なんでこんな邦題付けたのか最初分からないけど、タイトルの印象とは180度違う。まず、全体的に暗いし(褒め言葉)。「○○少女」映画のだとありがちな突っ込みドコロもない。脚本が素晴らしい。

【あらすじ】
青春の日々をすべて野球に捧げ、〈天才野球少女〉と称えられてきたチュ・スイン(イ・ジュヨン)。高校卒業を控えたスインは、プロ野球選手になる夢をかなえようとするが、〈女子〉という理由でテストさえ受けさせてもらえない。母や友だち、野球部の監督からも、夢を諦めて現実を見るようにと忠告されてしまう。「わたしにも分らないわたしの未来が、なぜ他人に分かるのか」──自分を信じて突き進むスインの姿に、新しく就任したコーチ、チェ・ジンテ(イ・ジュニョク)が心を動かされる。同じくプロになる夢に破れたジンテは、スインをスカウトの目に留まらせるための作戦を練り、特訓を開始する。次々と立ちふさがる壁を乗り越えたスインは、遂にテストを受けるチャンスを掴むのだが──。(公式サイトより)

原題は『Baseball girl』なので邦題は直訳か。問題は邦画や邦題に於いて『○○少女』という言葉が使われてきたこれまでの映画の内容、そこからくるイメージの方なんだろうな。

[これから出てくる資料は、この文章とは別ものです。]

//! lacpd daemon entry point.
//!
//! Initializes logging, applies the JSON bootstrap configuration through
//! the same operations the RPC surface uses, and runs until shutdown.
//! Configuration is authoritative: nothing is persisted here, a restart
//! re-applies the file.

use clap::Parser;
use serde::Deserialize;
use sonic_lacpd::{
    AggPortConfig, AggregatorConfig, DistributedRelayConfig, LacpSystem, NullFrameIo,
};
use sonic_lacp_sai::NullSai;
use std::path::PathBuf;
use std::process::ExitCode;
use std::sync::Arc;
use tracing::{error, info, Level};
use tracing_subscriber::FmtSubscriber;

#[derive(Debug, Parser)]
#[command(name = "lacpd", about = "Link aggregation control plane daemon")]
struct Args {
    /// System MAC address (actor identity).
    #[arg(long, default_value = "02:00:00:00:00:01")]
    mac: String,

    /// System priority (lower wins).
    #[arg(long, default_value_t = 32768)]
    priority: u16,

    /// JSON bootstrap configuration file.
    #[arg(long)]
    config: Option<PathBuf>,

    /// Log verbosity.
    #[arg(long, default_value = "info")]
    log_level: Level,
}

/// The bootstrap configuration file contents.
#[derive(Debug, Default, Deserialize)]
struct BootstrapConfig {
    #[serde(default)]
    aggregators: Vec<AggregatorConfig>,
    #[serde(default)]
    ports: Vec<AggPortConfig>,
    #[serde(default)]
    distributed_relays: Vec<DistributedRelayConfig>,
}

fn init_logging(level: Level) {
    let subscriber = FmtSubscriber::builder()
        .with_max_level(level)
        .with_target(true)
        .with_thread_ids(false)
        .with_file(false)
        .with_line_number(false)
        .finish();

    tracing::subscriber::set_global_default(subscriber).expect("Failed to set tracing subscriber");
}

async fn apply_bootstrap(system: &LacpSystem, config: BootstrapConfig) -> Result<(), String> {
    for agg in config.aggregators {
        system
            .create_aggregator(agg.clone())
            .await
            .map_err(|e| format!("aggregator '{}': {e}", agg.name))?;
    }
    for port in config.ports {
        let number = port.number;
        system
            .create_port(port)
            .await
            .map_err(|e| format!("port {number}: {e}"))?;
    }
    for dr in config.distributed_relays {
        let name = dr.name.clone();
        system
            .create_dr(dr)
            .await
            .map_err(|e| format!("distributed relay '{name}': {e}"))?;
    }
    Ok(())
}

#[tokio::main]
async fn main() -> ExitCode {
    let args = Args::parse();
    init_logging(args.log_level);

    let mac = match args.mac.parse() {
        Ok(mac) => mac,
        Err(err) => {
            error!("invalid system MAC '{}': {err}", args.mac);
            return ExitCode::FAILURE;
        }
    };

    let system = LacpSystem::new(
        args.priority,
        mac,
        Arc::new(NullSai),
        Arc::new(NullFrameIo),
    );
    info!(system = %system.system_id(), "lacpd starting");

    let bootstrap = match args.config {
        Some(path) => match std::fs::read_to_string(&path) {
            Ok(raw) => match serde_json::from_str(&raw) {
                Ok(config) => config,
                Err(err) => {
                    error!("config file {}: {err}", path.display());
                    return ExitCode::FAILURE;
                }
            },
            Err(err) => {
                error!("config file {}: {err}", path.display());
                return ExitCode::FAILURE;
            }
        },
        None => BootstrapConfig::default(),
    };

    if let Err(err) = apply_bootstrap(&system, bootstrap).await {
        error!("bootstrap failed: {err}");
        return ExitCode::FAILURE;
    }

    info!("lacpd running; waiting for shutdown signal");
    if let Err(err) = tokio::signal::ctrl_c().await {
        error!("signal wait failed: {err}");
        return ExitCode::FAILURE;
    }

    info!("lacpd shutting down");
    ExitCode::SUCCESS
}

つまり、このイメージを逆手にとったタイトルなのかも知れない。

つまり、『○○Girl』『○○少女』と銘打たれるエンタメ特有の、男子社会の中で頑張っている女性「だから」取り上げる、女性特有の苦労やエピソードをクローズアップする、そのような取り上げ方に皮肉を呈する意味なのかも。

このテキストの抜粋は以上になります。